Light Upon the Lake captures the solitude of trying to move on from former loves, former cities, and former bands; channeling a melancholy nostalgia. It discusses the desperation involved in hanging on to the past, where so many positive memories may dwell, while trying to move into the uncertainty that the future holds. Ehrlich’s wistful vocals paired with echoing synths/keyboards and haunting acoustic guitars evoke a sense of desolation, while Kakacek’s lighthearted guitar riffs and the sporadic yet strategic scattering of horns throughout the album lighten the mood and lend it some hope.
“Golden Days” confronts the core theme of the album, being one of the first songs that Ehrlich and Kakacek wrote together. Ehrlich reminisces about a past relationship, remembering the good times that “slipped away.” Ehrlich describes lingering feelings of regret, singing, “It’s a shame I can’t get it together now.” He laments that things didn’t work out; and struggles to move on while hanging on to these memories.
Ehrlich’s lyrics are at times monotonous, yet are incredibly catchy. His shaky lethargic falsetto ebbs and flows throughout the album. At times they may leave you feeling empty, such as in “No Woman,” which kicks off the album on a slightly depressing note with haunting light melodic synths that lead into horns and distorted strings. Ehrlich sings about traveling to escape past loves and start fresh on the West Coast; “I left drinking on the city train, to spend some time on the coast, then one morning I woke up in LA, caught my breath on the coast.”
At other times Ehrlich’s masterful melodies accompanied by intricately tangled guitar riffs and resounding horns will energize you, and you will find yourself perpetually humming them to yourself. As we descend further into the album, “The Falls” is an upbeat, catchy song that flows along steadily with punchy guitar parts. The song is short and sweet, and is over as abruptly as it starts. “On my Own” surrounds us with beachy, west coast guitar leads, and jazzy horns. It is one of the first songs that Ehrlich and Kakacek wrote together, and played a large part in shaping Whitney’s sound, helping the two musicians to merge their creative styles.

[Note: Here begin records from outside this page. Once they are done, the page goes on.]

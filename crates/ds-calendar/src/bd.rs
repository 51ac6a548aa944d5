//! `BD`: "the n-th business day of each period" selector.

use std::fmt;

use ds_core::errors::{Error, Result};
use ds_time::Frequency;
use tracing::{debug_span, trace};

use crate::calendar::Calendar;
use crate::collection::relative_position;
use crate::policy::OnError;

/// Selects the `index`-th date of every `frequency` period of a calendar.
///
/// Non-negative indices count from `base` (0 or 1); negative indices count
/// from the end of the period, `-1` being its last date.
#[derive(Debug, Clone, Copy, PartialEq, Eq, Hash)]
pub struct BD {
    index: isize,
    frequency: Frequency,
    base: usize,
}

impl BD {
    /// A 0-based selector.  `BD::new(0, Frequency::Month)` is the first
    /// business day of each month.
    pub fn new(index: isize, frequency: Frequency) -> Self {
        Self {
            index,
            frequency,
            base: 0,
        }
    }

    /// A selector counting non-negative indices from `base`.
    ///
    /// # Errors
    /// [`Error::Type`] if `base` is not 0 or 1, or if a non-negative
    /// `index` is below `base`.
    pub fn with_base(index: isize, frequency: Frequency, base: usize) -> Result<Self> {
        if base > 1 {
            return Err(Error::Type(format!("BD base should be 0 or 1, {base} given")));
        }
        if index >= 0 && (index as usize) < base {
            return Err(Error::Type(format!(
                "BD index {index} is invalid with base {base}"
            )));
        }
        Ok(Self {
            index,
            frequency,
            base,
        })
    }

    /// A 0-based selector from a frequency tag such as `"M"` or `"quarter"`.
    ///
    /// # Errors
    /// [`Error::Type`] if the tag is not a recognised frequency.
    pub fn from_tag(index: isize, frequency: &str) -> Result<Self> {
        let frequency = frequency
            .parse()
            .map_err(|e| Error::Type(format!("BD frequency: {e}")))?;
        Ok(Self::new(index, frequency))
    }

    /// The requested index.
    pub fn index(&self) -> isize {
        self.index
    }

    /// The period granularity.
    pub fn frequency(&self) -> Frequency {
        self.frequency
    }

    /// The base of non-negative indices.
    pub fn base(&self) -> usize {
        self.base
    }

    /// The selected date of every period of `calendar`.
    ///
    /// Periods shorter than the index are handled by `onerror`.
    pub fn resolve(&self, calendar: &Calendar, onerror: &OnError) -> Result<Calendar> {
        let _span = debug_span!("bd_resolve", bd = %self, len = calendar.len()).entered();
        let pos = relative_position(self.index, self.base)?;
        let mut cuts = Vec::new();
        for period in calendar.resample(self.frequency) {
            match period.get(pos) {
                Ok(date) => cuts.push(date),
                Err(err) => {
                    let substitute = onerror.recover(&period, err)?;
                    trace!(%period, ?substitute, "period too short");
                    cuts.extend(substitute);
                }
            }
        }
        Ok(Calendar::new(cuts))
    }
}

impl fmt::Display for BD {
    fn fmt(&self, f: &mut fmt::Formatter<'_>) -> fmt::Result {
        if self.base == 0 {
            write!(f, "BD({}, {})", self.index, self.frequency)
        } else {
            write!(f, "BD({}, {}, base={})", self.index, self.frequency, self.base)
        }
    }
}
//! # ds-time
//!
//! Date, weekday and frequency types.  The frequency resolver is stateless:
//! it maps a date to the calendar-day boundaries of the period containing it.

#![warn(missing_docs)]
#![forbid(unsafe_code)]

// ── Modules ───────────────────────────────────────────────────────────────────

/// `Date` type.
pub mod date;

/// Period granularities and their boundaries.
pub mod frequency;

/// `Weekday`: day of the week.
pub mod weekday;

// ── Convenience re-exports ────────────────────────────────────────────────────

pub use date::Date;
pub use frequency::Frequency;
pub use weekday::Weekday;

Light Upon the Lake incorporates soft twisting guitar riffs, and Ehrlich’s raw emotional vocals lend this song to be the most nostalgic on the album. Light Upon the Lake was the last song Ehrlich wrote for the album, summing up everything beautifully. Ehrlich claims that the song is about the breakup of his former band, but while listening it is easy to misinterpret this as a breakup with a former love; which is consistent throughout the album. Ehrlich’s simple yet elegant lyricism in this song gives it a poignant feel.
“Fire across the plains
light upon the lake
lonely haze of dawn
when old days are gone”
During “No Matter Where We Go” Whitney briefly slips out of desperation into a more hopeful part of the album “I can take you out, I wanna drive around, with you with the windows down, and we can run all night. Ehrlich sings about the optimism he had in a past relationship despite having little money and driving a “trash heap two-seat”.
“Follow” concludes the album on a melancholy note, despite the jangly guitars and blasting horns. The song is about death of Julien Ehrlich’s grandfather while the album was being recorded. To me, this song was another way of addressing the theme of moving on. Even in death, we may not be able to tie up all of our loose ends; the ghosts of our past may follow us indefinitely. “Follow” Wraps up album with a choir of Julien Ehrlich’s singing, “I’ll follow you”.
Light Upon the Lake is one of my favorite albums of 2016 thus far, and has proven to be a great autumn soundtrack. Here’s a list of activities this album is great for: eating a granola bar, canoeing across a lake at dusk, running through a field of dandelions, locating a dead body, working in a community garden, beekeeping, shucking corn, staring out the window of a public bus, raising a family of birds, watching leaves fall, felling a tree and milling lumber, getting caught in the rain, and agriculture.